Like it or not, science is a part of our lives. It affects our health, our environment and our understanding of who we are and how we fit in the universe. At a time when our knowledge of how the world works is quickly expanding, climate change is altering the planet, and the state of health care hangs in the balance, it’s especially important to share stories about what science means to us personally.

In May, St. Louis Public Radio and the St. Louis Storytelling Festival hosted The Story Collider, a podcast that puts on live stage shows where scientists and non-scientists tell stories about how science has touched them. The show featured five stories loosely based on the theme of eclipses, in recognition of the upcoming total solar eclipse. Listen to them below.
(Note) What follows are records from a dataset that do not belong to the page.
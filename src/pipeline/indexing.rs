//! Indexing stage: embeds processed chunks, upserts them into the vector
//! store, and scores the embedding run itself.
//!
//! Grounded in `examples/original_source/.../indexing/indexing.py`: the
//! point-id formula, the adaptive-batch embedding loop, the
//! Vector-Quality-Score / Embedding-Model-Health / Semantic-Search-Readiness
//! formulas, and the self-retrieval RAG evaluation are all ported from that
//! module's arithmetic.

use crate::embedding::EmbeddingGenerator;
use crate::embedding::provider::ModelInfo;
use crate::error::Result;
use crate::models::{MetricRecord, ProcessedRecord, VectorPayload, VectorPoint};
use crate::playbook::RetrievalSettings;
use crate::vector_store::{Distance, VectorStoreClient};
use chrono::Utc;
use md5::{Digest, Md5};
use std::collections::HashMap;

/// Builds the deterministic point id `int(md5(f"{product}_{chunk}_{version}").hexdigest()[:15], 16)`.
pub fn point_id(product_id: &str, chunk_id: &str, version: u32) -> u64 {
    let input = format!("{product_id}_{chunk_id}_{version}");
    let mut hasher = Md5::new();
    hasher.update(input.as_bytes());
    let digest = hasher.finalize();
    let hex = digest.iter().map(|b| format!("{b:02x}")).collect::<String>();
    u64::from_str_radix(&hex[..15], 16).unwrap_or(0)
}

/// Four-level per-chunk score lookup, mirroring `load_metrics_index` /
/// `lookup_score`: exact (file, chunk_id), then chunk-id alone across
/// files, then (file, section) or file-max, defaulting to 0.0.
#[derive(Debug, Clone, Default)]
pub struct MetricsIndex {
    by_chunk: HashMap<(String, String), f64>,
    by_chunk_any: HashMap<String, f64>,
    by_section: HashMap<(String, String), f64>,
    by_file: HashMap<String, f64>,
}

pub fn load_metrics_index(metrics: &[MetricRecord]) -> MetricsIndex {
    let mut index = MetricsIndex::default();
    for m in metrics {
        index.by_chunk.insert((m.file.clone(), m.chunk_id.clone()), m.ai_trust_score);
        index
            .by_chunk_any
            .entry(m.chunk_id.clone())
            .and_modify(|s| *s = s.max(m.ai_trust_score))
            .or_insert(m.ai_trust_score);
        index
            .by_section
            .entry((m.file.clone(), m.section.clone()))
            .and_modify(|s| *s = s.max(m.ai_trust_score))
            .or_insert(m.ai_trust_score);
        index
            .by_file
            .entry(m.file.clone())
            .and_modify(|s| *s = s.max(m.ai_trust_score))
            .or_insert(m.ai_trust_score);
    }
    index
}

impl MetricsIndex {
    pub fn lookup_score(&self, file: &str, chunk_id: &str, section: &str) -> f64 {
        if let Some(score) = self.by_chunk.get(&(file.to_string(), chunk_id.to_string())) {
            return *score;
        }
        if let Some(score) = self.by_chunk_any.get(chunk_id) {
            return *score;
        }
        if let Some(score) = self.by_section.get(&(file.to_string(), section.to_string())) {
            return *score;
        }
        if let Some(score) = self.by_file.get(file) {
            return *score;
        }
        0.0
    }
}

/// Counters accumulated while embedding a batch of records, feeding the
/// embedding-quality formulas below.
#[derive(Debug, Clone, Default)]
pub struct IndexingStats {
    pub attempted: usize,
    pub produced: usize,
    pub dim_mismatches: usize,
    pub norms: Vec<f64>,
}

fn vector_norm(vector: &[f32]) -> f64 {
    vector.iter().map(|v| (*v as f64).powi(2)).sum::<f64>().sqrt()
}

fn mean(values: &[f64]) -> f64 {
    if values.is_empty() {
        return 0.0;
    }
    values.iter().sum::<f64>() / values.len() as f64
}

fn std_dev(values: &[f64], mean_value: f64) -> f64 {
    if values.len() < 2 {
        return 0.0;
    }
    let variance = values.iter().map(|v| (v - mean_value).powi(2)).sum::<f64>() / values.len() as f64;
    variance.sqrt()
}

fn median(values: &[f64]) -> f64 {
    if values.is_empty() {
        return 0.0;
    }
    let mut sorted = values.to_vec();
    sorted.sort_by(|a, b| a.total_cmp(b));
    let mid = sorted.len() / 2;
    if sorted.len() % 2 == 0 {
        (sorted[mid - 1] + sorted[mid]) / 2.0
    } else {
        sorted[mid]
    }
}

/// 1.0 when fewer than two norms or zero spread; otherwise `1 -
/// outlier_rate`, where an outlier is more than three standard deviations
/// from the median.
fn norm_health(norms: &[f64]) -> f64 {
    if norms.len() < 2 {
        return 1.0;
    }
    let mean_norm = mean(norms);
    let std_norm = std_dev(norms, mean_norm);
    if std_norm <= 0.0 {
        return 1.0;
    }
    let med = median(norms);
    let outliers = norms.iter().filter(|n| (*n - med).abs() > 3.0 * std_norm).count();
    1.0 - (outliers as f64 / norms.len() as f64)
}

/// `max(0, 1 - min(1, cv / 0.75))` where `cv` is the coefficient of
/// variation of the embedding norms.
fn response_consistency(norms: &[f64]) -> f64 {
    if norms.is_empty() {
        return 1.0;
    }
    let mean_norm = mean(norms);
    if mean_norm <= 0.0 {
        return 1.0;
    }
    let std_norm = std_dev(norms, mean_norm);
    let cv = std_norm / mean_norm;
    (1.0 - (cv / 0.75).min(1.0)).max(0.0)
}

/// `(valid_ratio*0.40 + non_zero_ratio*0.30 + norm_health*0.30) * 100`,
/// clamped to `[0, 100]`.
pub fn vector_quality_score(stats: &IndexingStats) -> f64 {
    if stats.attempted == 0 {
        return 0.0;
    }
    let valid_ratio = stats.produced as f64 / stats.attempted as f64;
    let non_zero = stats.norms.iter().filter(|n| **n > 0.0).count();
    let non_zero_ratio = if stats.produced == 0 { 0.0 } else { non_zero as f64 / stats.produced as f64 };
    let health = norm_health(&stats.norms);
    ((valid_ratio * 0.40 + non_zero_ratio * 0.30 + health * 0.30) * 100.0).clamp(0.0, 100.0)
}

/// `0` under fallback mode, else the weighted blend of API error rate,
/// fallback rate, dimension-mismatch rate, norm health, and response
/// consistency.
pub fn embedding_model_health(model_info: &ModelInfo, stats: &IndexingStats, api_errors: usize, fallback_count: usize) -> f64 {
    if model_info.fallback_mode {
        return 0.0;
    }
    if stats.attempted == 0 {
        return 0.0;
    }
    let api_error_rate = api_errors as f64 / stats.attempted as f64;
    let fallback_rate = fallback_count as f64 / stats.attempted as f64;
    let dim_mismatch_rate = stats.dim_mismatches as f64 / stats.attempted as f64;
    let health = norm_health(&stats.norms);
    let consistency = response_consistency(&stats.norms);
    ((0.30 * (1.0 - api_error_rate)
        + 0.25 * (1.0 - fallback_rate)
        + 0.20 * (1.0 - dim_mismatch_rate)
        + 0.15 * health
        + 0.10 * consistency)
        * 100.0)
        .clamp(0.0, 100.0)
}

pub fn dimension_consistency(stats: &IndexingStats) -> f64 {
    if stats.attempted == 0 {
        return 100.0;
    }
    (100.0 - (stats.dim_mismatches as f64 / stats.attempted as f64) * 100.0).max(0.0)
}

pub fn success_rate(stats: &IndexingStats) -> f64 {
    if stats.attempted == 0 {
        return 0.0;
    }
    (stats.produced as f64 / stats.attempted as f64) * 100.0
}

/// `clamp(0.25*dim_consistency + 0.35*VQS + 0.25*model_health + 0.15*success_rate, 0, 100)`.
pub fn semantic_search_readiness(dim_consistency: f64, vqs: f64, model_health: f64, success_rate: f64) -> f64 {
    (0.25 * dim_consistency + 0.35 * vqs + 0.25 * model_health + 0.15 * success_rate).clamp(0.0, 100.0)
}

/// Outcome of [`index_records`]: the points actually upserted, plus the
/// embedding-quality metrics used to populate the fingerprint.
#[derive(Debug, Clone)]
pub struct IndexingOutcome {
    pub points: Vec<VectorPoint>,
    pub stats: IndexingStats,
    pub vector_quality_score: f64,
    pub embedding_model_health: f64,
    pub dimension_consistency: f64,
    pub success_rate: f64,
    pub semantic_search_readiness: f64,
}

fn build_payload(record: &ProcessedRecord, score: f64, product_id: &str, version: u32, collection_id: &str) -> VectorPayload {
    VectorPayload {
        chunk_id: record.chunk_id.clone(),
        filename: format!("{}.jsonl", record.document_id),
        source_file: record.document_id.clone(),
        document_id: record.document_id.clone(),
        page: record.page,
        page_number: record.page,
        section: record.section.clone(),
        field_name: record.field_name.clone(),
        score,
        text: record.text.clone(),
        text_length: record.text.chars().count(),
        product_id: product_id.to_string(),
        version,
        collection_id: collection_id.to_string(),
        created_at: Utc::now(),
        doc_scope: None,
        field_scope: None,
        tags: record.tags.clone(),
        token_est: record.token_est,
    }
}

/// Embeds `records` in adaptive batches, builds vector-store points scored
/// via `metrics_index`, and upserts them into `collection_name`.
pub async fn index_records(
    records: &[ProcessedRecord],
    metrics_index: &MetricsIndex,
    generator: &EmbeddingGenerator,
    vector_client: &dyn VectorStoreClient,
    collection_name: &str,
    product_id: &str,
    version: u32,
) -> Result<IndexingOutcome> {
    let dimension = generator.get_dimension();
    vector_client.ensure_collection(collection_name, dimension, Distance::Cosine).await?;

    let texts: Vec<String> = records.iter().map(|r| r.text.clone()).collect();
    let embeddings = generator.embed_batch(&texts, None).await;

    let mut stats = IndexingStats {
        attempted: records.len(),
        ..Default::default()
    };
    let mut points = Vec::with_capacity(records.len());

    for (record, embedding) in records.iter().zip(embeddings.into_iter()) {
        let Some(vector) = embedding else { continue };
        if vector.len() as u32 != dimension {
            stats.dim_mismatches += 1;
            continue;
        }
        stats.produced += 1;
        stats.norms.push(vector_norm(&vector));

        let file_tag = format!("{}.jsonl", record.document_id);
        let score = metrics_index.lookup_score(&file_tag, &record.chunk_id, &record.section);
        let payload = build_payload(record, score, product_id, version, collection_name);
        points.push(VectorPoint {
            id: point_id(product_id, &record.chunk_id, version),
            vector,
            payload,
        });
    }

    if !points.is_empty() {
        vector_client.upsert_points(collection_name, &points).await?;
    }

    let model_info = generator.get_model_info();
    let vqs = vector_quality_score(&stats);
    let dim_consistency = dimension_consistency(&stats);
    let rate = success_rate(&stats);
    let model_health = embedding_model_health(&model_info, &stats, 0, if model_info.fallback_mode { stats.produced } else { 0 });
    let readiness = semantic_search_readiness(dim_consistency, vqs, model_health, rate);

    Ok(IndexingOutcome {
        points,
        stats,
        vector_quality_score: vqs,
        embedding_model_health: model_health,
        dimension_consistency: dim_consistency,
        success_rate: rate,
        semantic_search_readiness: readiness,
    })
}

/// Trims `text` to its first sentence (first of `. `, `? `, `! ` within the
/// first 300 characters), falling back to the first 250 characters.
pub fn first_sentence(text: &str) -> String {
    let window_end = text.char_indices().nth(300).map(|(i, _)| i).unwrap_or(text.len());
    let window = &text[..window_end];

    let mut best: Option<usize> = None;
    for pattern in [". ", "? ", "! "] {
        if let Some(pos) = window.find(pattern) {
            best = Some(best.map_or(pos, |b| b.min(pos)));
        }
    }
    if let Some(pos) = best {
        return text[..=pos].trim().to_string();
    }

    let fallback_end = text.char_indices().nth(250).map(|(i, _)| i).unwrap_or(text.len());
    text[..fallback_end].trim().to_string()
}

#[derive(Debug, Clone, Copy, Default)]
pub struct RagMetrics {
    pub recall_at_k: f64,
    pub average_precision_at_k: f64,
}

/// Self-retrieval evaluation: embeds each candidate's first sentence as a
/// query, searches the collection, and checks whether the originating chunk
/// comes back in the top-k results.
pub async fn evaluate_rag_self_retrieval(
    records: &[ProcessedRecord],
    generator: &EmbeddingGenerator,
    vector_client: &dyn VectorStoreClient,
    collection_name: &str,
    settings: RetrievalSettings,
) -> Result<RagMetrics> {
    let candidates: Vec<(&ProcessedRecord, String)> = records
        .iter()
        .take(settings.max_queries as usize)
        .filter_map(|record| {
            let query = first_sentence(&record.text);
            (query.chars().count() > 10).then_some((record, query))
        })
        .collect();
    if candidates.is_empty() {
        return Ok(RagMetrics::default());
    }

    let mut hits = 0usize;
    let mut reciprocal_rank_sum = 0.0;
    let top_k = settings.top_k as usize;

    for (record, query) in &candidates {
        let query_vector = generator.embed(query).await?;
        let results = vector_client
            .search_points(collection_name, &query_vector, top_k, None, None)
            .await?;

        if let Some(rank) = results.iter().position(|r| r.payload.chunk_id == record.chunk_id) {
            hits += 1;
            reciprocal_rank_sum += 1.0 / (rank as f64 + 1.0);
        }
    }

    let query_count = candidates.len() as f64;
    Ok(RagMetrics {
        recall_at_k: (hits as f64 / query_count) * 100.0,
        average_precision_at_k: (reciprocal_rank_sum / query_count) * 100.0,
    })
}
St. Louis Public Radio will continue to partner with The Story Collider to produce future shows in St. Louis through science reporter Eli Chen and local comedian Zack Stovall. The next show will take place on Oct. 5 at the Ready Room in The Grove.

If you’d like to tell a story at a future Story Collider event, pitch us at stories@storycollider.org. Need help on how to make your pitch shine? Here are some tips from the podcast.

Astrophysicist Angela Speck learns the value of teaching science. 

Astronomy writer Rebecca Boyle endures a complicated trip to a telescope in Chile. 

Science reporter Eli Chen tries to use psychology to fix her troubled love life.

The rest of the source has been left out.